Beginning at the line that contains "for i in 1..token_counts.len()", write out each remaining line of the entries below exactly as it stands.

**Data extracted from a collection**
>>
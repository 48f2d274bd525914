/// Heuristic trigger for a supplementary table-formatted raster pass: does
/// this page's extracted text look like a table? Two independent signals:
/// multi-space columns, and runs of consecutive lines with similar token
/// counts (catches tables where pdfium collapses column gaps to one space).
pub fn looks_like_table(text: &str) -> bool {
    let non_empty: Vec<&str> = text.lines().map(|l| l.trim()).filter(|l| !l.is_empty()).collect();
    if non_empty.len() < 3 {
        return false;
    }

    let tabular_lines = non_empty
        .iter()
        .filter(|line| {
            let mut space_groups = 0;
            let mut in_spaces = false;
            let mut space_count = 0;
            for ch in line.chars() {
                if ch == ' ' || ch == '\t' {
                    space_count += 1;
                    if space_count >= 2 && !in_spaces {
                        space_groups += 1;
                        in_spaces = true;
                    }
                } else {
                    space_count = 0;
                    in_spaces = false;
                }
            }
            space_groups >= 2
        })
        .count();
    if (tabular_lines as f64 / non_empty.len() as f64) >= 0.4 {
        return true;
    }

    // Threshold of 6 avoids false positives from bullet lists and TOC entries.
    let token_counts: Vec<usize> = non_empty.iter().map(|line| line.split_whitespace().count()).collect();
    let mut best_run = 1;
    let mut current_run = 1;
    for i in 1..token_counts.len() {
        let (prev, curr) = (token_counts[i - 1], token_counts[i]);
        if prev >= 3 && curr >= 3 && ((prev as isize) - (curr as isize)).abs() <= 2 {
            current_run += 1;
            best_run = best_run.max(current_run);
        } else {
            current_run = 1;
        }
    }
    best_run >= 6
}

#[cfg(test)]
mod tests {
    use super::*;

    #[test]
    fn detects_multi_space_columns() {
        let text = "Name    Age    City\nAlice    30    NYC\nBob      25    LA\nCarl     40    SF";
        assert!(looks_like_table(text));
    }

    #[test]
    fn detects_consistent_token_run() {
        let lines: Vec<String> = (0..8).map(|i| format!("col{i} val{i} unit{i}")).collect();
        assert!(looks_like_table(&lines.join("\n")));
    }

    #[test]
    fn prose_is_not_a_table() {
        let text = "This is a normal paragraph of text that does not look tabular at all, \
                     it just flows across the page in ordinary sentences.";
        assert!(!looks_like_table(text));
    }

    #[test]
    fn too_few_lines_never_triggers() {
        assert!(!looks_like_table("a   b\nc   d"));
    }
}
<<
**Result of the task**
    for i in 1..token_counts.len() {
        let (prev, curr) = (token_counts[i - 1], token_counts[i]);
        if prev >= 3 && curr >= 3 && ((prev as isize) - (curr as isize)).abs() <= 2 {
            current_run += 1;
            best_run = best_run.max(current_run);
        } else {
            current_run = 1;
        }
    }
    best_run >= 6
}

#[cfg(test)]
mod tests {
    use super::*;

    #[test]
    fn detects_multi_space_columns() {
        let text = "Name    Age    City\nAlice    30    NYC\nBob      25    LA\nCarl     40    SF";
        assert!(looks_like_table(text));
    }

    #[test]
    fn detects_consistent_token_run() {
        let lines: Vec<String> = (0..8).map(|i| format!("col{i} val{i} unit{i}")).collect();
        assert!(looks_like_table(&lines.join("\n")));
    }

    #[test]
    fn prose_is_not_a_table() {
        let text = "This is a normal paragraph of text that does not look tabular at all, \
                     it just flows across the page in ordinary sentences.";
        assert!(!looks_like_table(text));
    }

    #[test]
    fn too_few_lines_never_triggers() {
        assert!(!looks_like_table("a   b\nc   d"));
    }
}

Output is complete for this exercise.